**ASSIGNED TASK**
Which lines in the records below contain the word "secret"? Report each of them.

**SUPPLIED ENTRIES**

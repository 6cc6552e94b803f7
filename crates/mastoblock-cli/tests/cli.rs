use assert_cmd::Command;
use predicates::str::contains;
use serde_json::json;
use wiremock::matchers::{header, method, path};
use wiremock::{Mock, MockServer, ResponseTemplate};

fn cmd() -> Command {
    let mut cmd = Command::cargo_bin("mastoblock").unwrap();
    cmd.env_clear();
    cmd
}

#[test]
fn missing_required_config_fails_before_start() {
    cmd()
        .assert()
        .failure()
        .stderr(contains("--json-url"));
}

#[test]
fn required_config_can_come_from_environment() {
    cmd()
        .env("JSON_URL", "https://example.org/blocklist.json")
        .env("MASTODON_BASE_URL", "https://mastodon.example")
        .env("MASTODON_ACCESS_TOKEN", "secret")
        .env("TASK_INTERVAL", "soon")
        .assert()
        .failure()
        .stderr(contains("TASK_INTERVAL"));
}

#[test]
fn zero_interval_is_rejected() {
    cmd()
        .args([
            "--json-url",
            "https://example.org/blocklist.json",
            "--mastodon-base-url",
            "https://mastodon.example",
            "--mastodon-access-token",
            "secret",
            "--task-interval",
            "0s",
        ])
        .assert()
        .failure()
        .stderr(contains("greater than zero"));
}

#[test]
fn env_file_in_working_directory_is_loaded() {
    let dir = std::env::temp_dir().join(format!("mastoblock-dotenv-{}", std::process::id()));
    std::fs::create_dir_all(&dir).unwrap();
    std::fs::write(
        dir.join(".env"),
        "JSON_URL=https://example.org/blocklist.json\n\
         MASTODON_BASE_URL=https://mastodon.example\n\
         MASTODON_ACCESS_TOKEN=secret\n\
         TASK_INTERVAL=later\n",
    )
    .unwrap();

    // The file replaces values already in the environment
    cmd()
        .current_dir(&dir)
        .env("TASK_INTERVAL", "5m")
        .assert()
        .failure()
        .stderr(contains("TASK_INTERVAL"))
        .stderr(contains("later"));

    std::fs::remove_dir_all(&dir).unwrap();
}

#[test]
fn help_lists_environment_variables() {
    cmd()
        .arg("--help")
        .assert()
        .success()
        .stdout(contains("MASTODON_BASE_URL"))
        .stdout(contains("TASK_INTERVAL"));
}

#[tokio::test(flavor = "multi_thread")]
async fn once_runs_a_single_cycle_against_the_instance() {
    let server = MockServer::start().await;
    Mock::given(method("GET"))
        .and(path("/blocklist.json"))
        .respond_with(ResponseTemplate::new(200).set_body_json(json!({
            "domain_blocks": [
                {"domains": ["bad.example"], "severity": "suspend", "reject_media": true}
            ]
        })))
        .expect(1)
        .mount(&server)
        .await;
    Mock::given(method("GET"))
        .and(path("/api/v1/admin/domain_blocks"))
        .and(header("authorization", "Bearer secret"))
        .respond_with(ResponseTemplate::new(200).set_body_json(json!([
            {"id": "3", "domain": "old.com", "severity": "silence",
             "reject_media": false, "reject_reports": false, "public_comment": ""}
        ])))
        .expect(1)
        .mount(&server)
        .await;
    Mock::given(method("POST"))
        .and(path("/api/v1/admin/domain_blocks"))
        .respond_with(ResponseTemplate::new(200))
        .expect(1)
        .mount(&server)
        .await;
    Mock::given(method("DELETE"))
        .and(path("/api/v1/admin/domain_blocks/3"))
        .respond_with(ResponseTemplate::new(200))
        .expect(1)
        .mount(&server)
        .await;

    let uri = server.uri();
    let feed_url = format!("{uri}/blocklist.json");
    let output = tokio::task::spawn_blocking(move || {
        cmd()
            .args([
                "--json-url",
                feed_url.as_str(),
                "--mastodon-base-url",
                uri.as_str(),
                "--mastodon-access-token",
                "secret",
                "--environment",
                "prod",
                "--once",
            ])
            .output()
            .unwrap()
    })
    .await
    .unwrap();

    assert!(
        output.status.success(),
        "stderr: {}",
        String::from_utf8_lossy(&output.stderr)
    );
}

#[tokio::test(flavor = "multi_thread")]
async fn once_fails_when_the_instance_rejects_the_token() {
    let server = MockServer::start().await;
    Mock::given(method("GET"))
        .and(path("/blocklist.json"))
        .respond_with(ResponseTemplate::new(200).set_body_json(json!({"domain_blocks": []})))
        .mount(&server)
        .await;
    Mock::given(method("GET"))
        .and(path("/api/v1/admin/domain_blocks"))
        .respond_with(ResponseTemplate::new(401).set_body_json(json!({"error": "invalid token"})))
        .mount(&server)
        .await;

    let uri = server.uri();
    let feed_url = format!("{uri}/blocklist.json");
    let output = tokio::task::spawn_blocking(move || {
        cmd()
            .args([
                "--json-url",
                feed_url.as_str(),
                "--mastodon-base-url",
                uri.as_str(),
                "--mastodon-access-token",
                "wrong",
                "--once",
            ])
            .output()
            .unwrap()
    })
    .await
    .unwrap();

    assert!(!output.status.success());
    assert!(String::from_utf8_lossy(&output.stderr).contains("sync cycle failed"));
}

**ANSWER BELOW**
        .env("MASTODON_ACCESS_TOKEN", "secret")
            "secret",
         MASTODON_ACCESS_TOKEN=secret\n\
        .and(header("authorization", "Bearer secret"))
                "secret",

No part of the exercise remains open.